The new payments method was recommended by Defense Secretary Macario Peralta Jr., acting PVTA chairman, who reported that the PVTA office in Quezon City had been receiving numerous complaints about farmers receiving only a fraction of the true value of their produce.

Sec. Peralta said that for years necessity had forced tobacco farmers to sell their purchase invoice vouchers to speculators and traders for as low as 50 per cent of their face value. The invoice voucher is the receipt issued by FACOMA to a farmer upon delivery of his stock of flue-cured tobacco.
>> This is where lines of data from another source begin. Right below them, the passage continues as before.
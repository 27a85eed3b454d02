//! Element lookups for a product section.

use turbo_dom::{Document, NodeId, Selector};

use crate::error::PdpError;

/// Every selector the controller queries, parsed once per controller.
#[derive(Debug, Clone)]
pub struct Selectors {
    pub product_id: Selector,
    pub message: Selector,
    pub price_without_tax: Selector,
    pub price_with_tax: Selector,
    pub price_saved: Selector,
    pub sku: Selector,
    pub weight: Selector,
    pub purchase_button: Selector,
    pub button_text: Selector,
    pub preorder: Selector,
    pub stock: Selector,
    pub quantity_change: Selector,
    pub quantity: Selector,
    pub quantity_input: Selector,
    pub quantity_increment: Selector,
    pub quantity_decrement: Selector,
    pub product_form: Selector,
    pub product_details: Selector,
    pub option_change: Selector,
    pub form: Selector,
    pub spinner: Selector,
    pub add_button_spinner: Selector,
    pub attribute_value: Selector,
    pub attribute: Selector,
}

impl Selectors {
    /// Parse the product section selectors.
    pub fn new() -> Result<Self, PdpError> {
        Ok(Self {
            product_id: Selector::parse("[data-product-id]")?,
            message: Selector::parse("[data-product-message]")?,
            price_without_tax: Selector::parse(r#"[data-product-price-wrapper="without-tax"]"#)?,
            price_with_tax: Selector::parse(r#"[data-product-price-wrapper="with-tax"]"#)?,
            price_saved: Selector::parse("[data-product-price-saved]")?,
            sku: Selector::parse("[data-product-sku]")?,
            weight: Selector::parse("[data-product-weight]")?,
            purchase_button: Selector::parse("[data-button-purchase]")?,
            button_text: Selector::parse("[data-button-text]")?,
            preorder: Selector::parse("[data-button-preorder]")?,
            stock: Selector::parse("[data-product-stock-level]")?,
            quantity_change: Selector::parse("[data-product-quantity-change]")?,
            quantity: Selector::parse("[data-product-quantity]")?,
            quantity_input: Selector::parse("[data-product-quantity-input]")?,
            quantity_increment: Selector::parse("[data-quantity-increment]")?,
            quantity_decrement: Selector::parse("[data-quantity-decrement]")?,
            product_form: Selector::parse("[data-product-form]")?,
            product_details: Selector::parse("[data-product-details]")?,
            option_change: Selector::parse("[data-product-option-change]")?,
            form: Selector::parse("form")?,
            spinner: Selector::parse(".spinner")?,
            add_button_spinner: Selector::parse(".product-add-button-wrapper .spinner")?,
            attribute_value: Selector::parse("[data-product-attribute-value]")?,
            attribute: Selector::parse("[data-product-attribute]")?,
        })
    }
}

/// The fragments an option-change response is written into.
///
/// Re-read from the document on every update so re-rendered markup is
/// picked up.
#[derive(Debug, Clone, Default, PartialEq, Eq)]
pub struct ViewModel {
    pub price: Vec<NodeId>,
    pub price_with_tax: Vec<NodeId>,
    pub saved: Vec<NodeId>,
    pub sku: Vec<NodeId>,
    pub weight: Vec<NodeId>,
    pub add_to_cart: Vec<NodeId>,
    pub stock: Vec<NodeId>,
}

impl ViewModel {
    /// Collect the fragments under `container`.
    pub fn read(doc: &Document, container: NodeId, selectors: &Selectors) -> Self {
        Self {
            price: doc.query_all(container, &selectors.price_without_tax),
            price_with_tax: doc.query_all(container, &selectors.price_with_tax),
            saved: doc.query_all(container, &selectors.price_saved),
            sku: doc.query_all(container, &selectors.sku),
            weight: doc.query_all(container, &selectors.weight),
            add_to_cart: doc.query_all(container, &selectors.purchase_button),
            stock: doc.query_all(container, &selectors.stock),
        }
    }
}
Under the new payments plan, farmers will receive their payments directly, thus eliminating middlemen. Offices will be established in tobacco-producing regions to handle direct payments. The new manner of payment is a modification of the present method of issuing checks to authorized representatives of farmers, usually a FACOMA official, upon presentation of proper credentials.

With the new payments plan, the President expresses confidence the small tobacco growers will be freed from the clutches of loan sharks and middlemen who take advantage of the farmers’ need for ready money.

“A bright and prosperous future is in store for tobacco farmers and their families with the operation of this payment system,” the President says.

Source: National Library of the Philippines

Office of the President of the Philippines. (1965). Official Week in Review. Official Gazette of the Republic of the Philippines, 61(35), cclxxix-cclxxxv.